Durante el ejercicio, se ha recreado un incendio forestal con diversos focos que han sido atacados inicialmente por brigadas de agentes del medio natural, incluyendo la movilización real de medios y el envío del sistema ES-Alert a la población ubicada en un radio de cinco kilómetros.
El escenario planteado ha supuesto la activación escalonada del INFOCANT hasta alcanzar la situación 2 de emergencia, con la constitución del Centro de Coordinación Operativa en la sede del 112 y del puesto de mando avanzado instalado en Los Corrales de Buelna.

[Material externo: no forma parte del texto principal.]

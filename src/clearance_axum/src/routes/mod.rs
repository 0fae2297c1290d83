//! Axum-specific route handlers.
//!
//! These routes use Axum's extractors to get data from requests, call the
//! framework-agnostic login router, and convert results to Axum responses.

pub mod login;

pub use login::login;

Además del incendio forestal, el simulacro ha incorporado distintas incidencias complementarias que podrían producirse en una emergencia real, como la afección a animales, la búsqueda de personas mediante drones, el impacto del fuego en una subestación eléctrica y en la circulación ferroviaria, así como la evacuación de centros educativos y de atención a personas con discapacidad.
En el operativo han participado unas 200 personas, entre efectivos y figurantes, pertenecientes a 25 entidades y organismos.
Han intervenido técnicos de Protección Civil, el helicóptero del Gobierno de Cantabria, personal del Centro de Atención de Emergencias 112, agentes del medio natural, técnicos de montes y bomberos forestales, bomberos autonómicos, efectivos municipales de Los Corrales de Buelna, Delegación del Gobierno, AEMET, 061, Guardia Civil, Policía Local, agrupaciones de voluntarios de Protección Civil, Cruz Roja, ADIF, CERMI, entidades educativas y la empresa eléctrica Viesgo, entre otros.
Urrutia ha agradecido "la disposición de todas las entidades y personas participantes", insistiendo en que "estos simulacros son totalmente necesarios" para mejorar la preparación y la capacidad de respuesta conjunta.